A couple of weeks ago on the Christian Century Web site, Edwin Blum reviewed a new book, The History of White People, by Nell Irvin Painter (Norton, March, 2010). In the review, Blum says:
“In the United States, slavery helped define whiteness. In this case, the white race was linked to freedom, whereas blackness was tied to enslavement. Thomas Jefferson and Ralph Waldo Emerson gravitated to the idea that Anglo-Saxons were at the top of the human pyramid. Jefferson admired the myth of Saxon love for liberty and of Americans as the true heirs of the Saxons’ political virtue. He admired it so much, in fact, that his University of Virginia had classes in the Anglo-Saxon language. Emerson, according to Painter, became the ‘philosopher king of American white race theory’ because of his undying love for Anglo-Saxonism. Emerson saluted the Saxons for embodying manliness, beauty, liberty and individualism.”
Now Unitarian Universalists claim both Thomas Jefferson and Ralph Waldo Emerson as our co-religionists, and we tend to claim them as thinkers who continue to inspire us, and who are central to our Unitarian intellectual heritage. Some of us have been critical of Jefferson’s actions as a slaveholder, but in general we have been content to adopt both Jefferson’s and Emerson’s theories of individual liberty and freedom without much in the way of critical reflection about what, exactly, they meant by liberty and freedom for individuals.
This is analogous to what happened in the House of Representatives recently. House Republicans, under the influence of a theory that we should follow the U.S. Constitution exactly as it was originally written, decided that they would read the U.S. Constitution in its entirety at the opening of the current session. Except that they left out all the bits about slavery and slaves being equivalent to three fifths of a human being. This is disingenuous of them, because when you read the original U.S. Constitution, you become quite clear that uncritical acceptance is not an option.

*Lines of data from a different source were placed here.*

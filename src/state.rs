use std::fmt;
use std::sync::Arc;

use storefront_config::{AppConfig, CorsConfig, JwtConfig, RateLimitConfig};
use storefront_db::{PgPool, PgProductStore, PgUserStore, ProductStore, UserStore};

/// Shared state handed to every handler. Cloning is cheap.
#[derive(Clone)]
pub struct AppState {
    pub users: Arc<dyn UserStore>,
    pub products: Arc<dyn ProductStore>,
    pub app_config: AppConfig,
    pub jwt_config: JwtConfig,
    pub cors_config: CorsConfig,
    pub rate_limit_config: RateLimitConfig,
}

impl fmt::Debug for AppState {
    fn fmt(&self, f: &mut fmt::Formatter<'_>) -> fmt::Result {
        f.debug_struct("AppState")
            .field("app_config", &self.app_config)
            .field("cors_config", &self.cors_config)
            .field("rate_limit_config", &self.rate_limit_config)
            .finish_non_exhaustive()
    }
}

pub fn init_app_state(pool: PgPool, app_config: AppConfig) -> AppState {
    AppState {
        users: Arc::new(PgUserStore::new(pool.clone())),
        products: Arc::new(PgProductStore::new(pool)),
        app_config,
        jwt_config: JwtConfig::from_env(),
        cors_config: CorsConfig::from_env(),
        rate_limit_config: RateLimitConfig::from_env(),
    }
}

#[cfg(feature = "test-utils")]
impl AppState {
    /// State backed by the in-memory stores, with cheap hashing and no rate limit.
    pub fn in_memory() -> Self {
        use storefront_config::Environment;
        use storefront_config::app::MIN_BCRYPT_COST;
        use storefront_db::{MemoryProductStore, MemoryUserStore};

        Self {
            users: Arc::new(MemoryUserStore::new()),
            products: Arc::new(MemoryProductStore::new()),
            app_config: AppConfig {
                environment: Environment::Test,
                bcrypt_cost: MIN_BCRYPT_COST,
                seed_on_startup: false,
                ..AppConfig::default()
            },
            jwt_config: JwtConfig {
                secret: "test-secret-key".to_string(),
                access_token_expiry: 3600,
            },
            cors_config: CorsConfig::default(),
            rate_limit_config: RateLimitConfig::disabled(),
        }
    }
}
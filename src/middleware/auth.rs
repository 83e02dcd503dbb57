use std::convert::Infallible;

use anyhow::anyhow;
use axum::{
    extract::{FromRequestParts, Request, State},
    http::request::Parts,
    middleware::Next,
    response::Response,
};
use axum_extra::{
    TypedHeader,
    headers::{Authorization, authorization::Bearer},
};
use storefront_auth::{INVALID_TOKEN, verify_token};
use storefront_core::AppError;
use storefront_models::{User, UserRole};
use uuid::Uuid;

use crate::state::AppState;

pub const NO_TOKEN: &str = "Access denied. No token provided.";
pub const USER_NOT_FOUND_OR_INACTIVE: &str = "Invalid token. User not found or inactive.";

/// The identity behind a verified token, re-loaded from the user store.
#[derive(Debug, Clone, PartialEq, Eq)]
pub struct AuthUser {
    pub id: Uuid,
    pub username: String,
    pub email: String,
    pub role: UserRole,
}

impl From<User> for AuthUser {
    fn from(user: User) -> Self {
        Self {
            id: user.id,
            username: user.username,
            email: user.email,
            role: user.role,
        }
    }
}

/// Runs the full check: header, signature and expiry, then an active account.
async fn resolve(parts: &mut Parts, state: &AppState) -> Result<AuthUser, AppError> {
    let TypedHeader(Authorization(bearer)) =
        TypedHeader::<Authorization<Bearer>>::from_request_parts(parts, state)
            .await
            .map_err(|rejection| AppError::unauthorized(anyhow!("{}", rejection).context(NO_TOKEN)))?;

    let claims = verify_token(bearer.token(), &state.jwt_config)?;
    let user_id = claims
        .user_id()
        .ok_or_else(|| AppError::unauthorized(anyhow!(INVALID_TOKEN)))?;

    let user = state
        .users
        .find_by_id(user_id)
        .await?
        .filter(|user| user.is_active)
        .ok_or_else(|| AppError::unauthorized(anyhow!(USER_NOT_FOUND_OR_INACTIVE)))?;

    Ok(AuthUser::from(user))
}

impl FromRequestParts<AppState> for AuthUser {
    type Rejection = AppError;

    async fn from_request_parts(
        parts: &mut Parts,
        state: &AppState,
    ) -> Result<Self, Self::Rejection> {
        // Already resolved by `authenticate`
        if let Some(user) = parts.extensions.get::<AuthUser>() {
            return Ok(user.clone());
        }

        let user = resolve(parts, state).await?;
        parts.extensions.insert(user.clone());
        Ok(user)
    }
}

/// Like [`AuthUser`] but never rejects: any failure yields `None`.
#[derive(Debug, Clone)]
pub struct OptionalAuthUser(pub Option<AuthUser>);

impl FromRequestParts<AppState> for OptionalAuthUser {
    type Rejection = Infallible;

    async fn from_request_parts(
        parts: &mut Parts,
        state: &AppState,
    ) -> Result<Self, Self::Rejection> {
        Ok(OptionalAuthUser(
            AuthUser::from_request_parts(parts, state).await.ok(),
        ))
    }
}

/// Middleware that rejects unauthenticated requests and stores the
/// resolved [`AuthUser`] in the request extensions for later gates.
pub async fn authenticate(
    State(state): State<AppState>,
    req: Request,
    next: Next,
) -> Result<Response, AppError> {
    let (mut parts, body) = req.into_parts();
    AuthUser::from_request_parts(&mut parts, &state).await?;
    Ok(next.run(Request::from_parts(parts, body)).await)
}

I’m not particularly well-read in Emerson, and can’t comment intelligently on his racial attitudes. But I am pretty well-read in his disciple Henry David Thoreau, and Thoreau is quite sure that white people like him are superior to, e.g., Irish, French Canadians, and working class people of the same narrow ethnic background as himself. If you indulge in an uncritical acceptance of Thoreau’s individualistic mystic theology and his philosophy of government, which is also highly individualistic, you’re going to indulge in a tendency to cover over how both his theology and philosophy are grounded in a hierarchical theory of race. And I’m pretty sure that I’d find similar problems in Emerson’s philosophy and theology.
I don’t mean to imply that we should discard Emerson and Jefferson; they are too central to our intellectual heritage to discard. But I do want to suggest that it’s past time for a serious revision of our understanding of Emersonian and Jeffersonian individualism within a Unitarian Universalist context.